Soupçons. Pour les survivants du massacre, qui collectent les membres arrachés dans des paniers en osier, l'identité des auteurs de ces attentats ne fait aucun doute. «Ce sont les wahhabites d'Al-Qaeda, les agents d'Oussama ben Laden qui veulent déclencher une guerre civile entre chiites et sunnites en Irak», fulmine Wahid al-Salami. «Ben Laden et les débris du régime de Saddam», précise Abou Sahib al-Obaidi. Les haut-parleurs des quatre minarets dorés de la mosquée crachent un appel de l'imam. «Apportez votre aide aux policiers irakiens. Ce sont nos frères, qui protègent le peuple contre les ennemis de Dieu qui se sont attaqués aux obsèques de l'imam Hussein. Restez calmes. La stabilité reviendra dans le pays après le départ des colonisateurs américains.»

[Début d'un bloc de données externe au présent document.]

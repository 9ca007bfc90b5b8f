//! # Folder Gallery
//!
//! A filesystem-backed photo gallery core. Your filesystem is the data
//! source: every directory under the gallery root is an album, images are
//! ordered and titled by their filenames, and a saved catalog makes
//! listings and page browsing cheap and reproducible.
//!
//! # Architecture: Scan Once, Read Many
//!
//! One command walks the filesystem; everything else reads the catalog it
//! produced:
//!
//! ```text
//! 1. Scan     gallery/  →  catalog.json    (filesystem → structured data)
//! 2. List     catalog   →  albums, images  (sorted, paginated views)
//! 3. Browse   catalog   →  page tree       (URLs, breadcrumbs, album stats)
//! ```
//!
//! This separation exists for three reasons:
//!
//! - **Debuggability**: the catalog is human-readable JSON you can inspect
//!   and diff between scans.
//! - **Pure read paths**: listings and page views are functions over the
//!   catalog, so unit tests exercise sorting, pagination and page
//!   resolution without touching the filesystem.
//! - **Cheap browsing**: resolving a page URL or listing an album never
//!   stats a single file.
//!
//! # Module Map
//!
//! | Module | Role |
//! |--------|------|
//! | [`scan`] | Walks the gallery root and builds the catalog |
//! | [`catalog`] | Catalog records (folders, images) and their JSON persistence |
//! | [`config`] | `gallery.toml` loading, validation, merging and stock defaults |
//! | [`naming`] | `NNN-name` filename convention parser and URL slug sanitizer |
//! | [`metadata`] | Descriptions from filenames, capture dates from EXIF, batch refresh |
//! | [`listing`] | Sort keys, sort orders and pagination over image collections |
//! | [`index`] | Album stats and image listings over the catalog |
//! | [`gallery`] | Page tree mirroring the folder tree: URLs, breadcrumbs, album views |
//! | [`imaging`] | Thumbnail crop and preview fit geometry |
//! | [`output`] | CLI output formatting for every command |
//!
//! # Design Decisions
//!
//! ## Numeric Sort Codes
//!
//! Sort settings travel as 1-based numeric codes (`sort_option`,
//! `sort_order`) in config and on gallery pages, decoded by
//! [`listing::SortKey::from_code`] and [`listing::SortOrder::from_code`].
//! Unknown codes fall back to filename ascending instead of failing, so a
//! catalog or config written by a newer version still lists correctly on
//! an older one.
//!
//! ## Deferred EXIF Refresh
//!
//! Saving a gallery page sorted by EXIF date queues a metadata refresh of
//! its bound folder instead of reading image files inline. Page saves stay
//! fast and cannot be failed by an unreadable image; the queue is drained
//! explicitly by [`gallery::PageTree::run_pending_refreshes`] or the CLI
//! `refresh` command, and per-file failures are counted, never propagated.
//!
//! ## Drift-Tolerant Reads
//!
//! The page tree and the catalog evolve independently, so a page can
//! outlive the folder it was bound to. Every read path treats an
//! unresolvable binding as an empty result: zero counts, no cover, no
//! images. A stale page renders as a hollow container instead of an error.
//!
//! ## Non-Recursive Listings
//!
//! Album stats and image listings count direct children only. Deep trees
//! stay cheap to list, and an album's numbers always match what its own
//! page shows.
//!
//! # The Catalog File
//!
//! State is a single pretty-printed JSON file under `.folder-gallery/`,
//! carrying a format version that rejects stale files with a re-scan hint.
//! Nothing in it is precious: delete it and run `scan` again.

pub mod catalog;
pub mod config;
pub mod gallery;
pub mod imaging;
pub mod index;
pub mod listing;
pub mod metadata;
pub mod naming;
pub mod output;
pub mod scan;

#[cfg(test)]
pub(crate) mod test_helpers;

Responsables. Ceux qui dénoncent la main des sunnites intégristes derrière ces attentats n'hésitent pas à expliquer, avec une égale conviction, que ce sont les Américains qui en tirent les ficelles. «Leurs soldats gardent cette mosquée depuis des mois, mais ils sont tous partis avant-hier», remarque Abou Sahib al-Obaidi d'un air entendu. Le fait que les responsables religieux chiites aient demandé aux troupes de la coalition de ne pas se montrer près des mosquées pendant l'Achoura ne semble guère l'impressionner. Même son de cloche chez les gardes de la mosquée. «Les Etats-Unis ont toujours soutenu les wahhabites, gronde Feraz Ar Roubai. Ils veulent le chaos en Irak pour ne pas organiser d'élections car ils savent qu'alors nous chasserons leurs espions au sein du Conseil gouvernemental.»

Dans la ville sainte, comme à Bagdad, des miliciens chiites contrôlent tous les accès aux mosquées. Le commandement de la coalition a dû se fendre d'un communiqué officiel pour nier toute implication dans ces attaques. Au cours d'une conférence de presse, le général Mark Kimmit, numéro deux des forces américaines, a accusé le réseau d'un militant islamiste d'origine jordanienne, connu sous le nom d'Abou Moussa Zarqaoui, d'être à l'origine du carnage. Mais la principale autorité chiite, le grand ayatollah Sistani, a mis en cause les Etats-Unis, tout en appelant au calme et à l'unité nationale. «Nous imputons aux forces d'occupation la responsabilité des tergiversations dans les contrôles aux frontières de l'Irak, la lutte contre les infiltrations et le manque de renforcement des forces nationales irakiennes, qui ne reçoivent pas l'équipement nécessaire pour effectuer leur travail.»

Deuil. Le Conseil intérimaire a décrété un deuil de trois jours alors que les responsables des divers partis chiites multipliaient les appels à l'unité nationale. «Le peuple d'Irak traverse une terrible épreuve, a déclaré leur porte-parole, Hamid Alkiyev. Cette conspiration prend pour cible toutes les factions irakiennes. Nous traquerons le cerveau qui se cache derrière ces actes de terreur qui cherchent à provoquer une guerre civile et des violences sectaires. Mais les Irakiens resteront plus unis que jamais.»